* [Work to be completed]: Scan the data below and copy each line where "String" occurs.

[Items from a dataset]
=== Section Start ===

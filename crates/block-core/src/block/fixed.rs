use crate::block::store::BlockStore;

/// In-memory block arena.
///
/// Blocks are boxed and only ever appended, so a block index handed out
/// once stays valid for the lifetime of the store.
#[derive(Debug, Default)]
pub struct FixedStore {
    blocks: Vec<Box<[u8; crate::block::BLOCK_SIZE]>>,
    len: u64,
    closed: bool,
}

impl FixedStore {
    #[must_use]
    pub fn new() -> Self {
        Self::default()
    }

    #[inline]
    fn check_open(&self) -> crate::errors::BlockResult<()> {
        if self.closed {
            return Err(crate::errors::BlockError::ClosedStore);
        }

        Ok(())
    }
}

impl BlockStore for FixedStore {
    fn ensure(&mut self, min_bytes: u64) -> crate::errors::BlockResult<()> {
        self.check_open()?;

        if min_bytes <= self.capacity() {
            return Ok(());
        }

        let min_bytes = <u64 as TryInto<usize>>::try_into(min_bytes)?;
        let grow_by = min_bytes
            .div_ceil(crate::block::BLOCK_SIZE)
            .checked_add(crate::block::GROWTH_DELTA)
            .ok_or(crate::errors::BlockError::Overflow)?;
        let new_count = self
            .blocks
            .len()
            .checked_add(grow_by)
            .ok_or(crate::errors::BlockError::Overflow)?;

        tracing::trace!(
            from = self.blocks.len(),
            to = new_count,
            min_bytes,
            "growing block store"
        );

        self.blocks
            .resize_with(new_count, || Box::new([0u8; crate::block::BLOCK_SIZE]));

        Ok(())
    }

    fn read_raw(
        &self,
        dst: &mut [u8],
        block: usize,
        offset: usize,
    ) -> crate::errors::BlockResult<usize> {
        self.check_open()?;

        let Some(src) = self.blocks.get(block).and_then(|b| b.get(offset..)) else {
            return Ok(0);
        };
        let n = dst.len().min(src.len());

        dst[..n].copy_from_slice(&src[..n]);

        Ok(n)
    }

    fn write_raw(
        &mut self,
        src: &[u8],
        block: usize,
        offset: usize,
    ) -> crate::errors::BlockResult<usize> {
        self.check_open()?;

        let Some(dst) = self
            .blocks
            .get_mut(block)
            .and_then(|b| b.get_mut(offset..))
        else {
            return Ok(0);
        };
        let n = src.len().min(dst.len());

        dst[..n].copy_from_slice(&src[..n]);

        Ok(n)
    }

    #[inline]
    fn set_len(&mut self, len: u64) {
        self.len = len;
    }

    #[inline]
    fn len(&self) -> u64 {
        self.len
    }

    #[inline]
    fn block_count(&self) -> usize {
        self.blocks.len()
    }

    #[inline]
    fn is_closed(&self) -> bool {
        self.closed
    }

    fn close(&mut self) -> crate::errors::BlockResult<()> {
        self.check_open()?;

        tracing::debug!(blocks = self.blocks.len(), len = self.len, "closing block store");

        self.blocks = Vec::new();
        self.closed = true;

        Ok(())
    }

    fn dump(&self) -> String {
        let mut s = String::new();

        for (i, block) in self.blocks.iter().enumerate() {
            s.push_str(&format!("b[{i:02}]: \"{}\"\n", block.escape_ascii()));
        }

        s.push_str(&format!("len: {}\n", self.len));
        s.push_str(&format!("alloc: {}\n", self.capacity()));

        s
    }
}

=== Section End ===

* [Answer below]:
    fn dump(&self) -> String {
        let mut s = String::new();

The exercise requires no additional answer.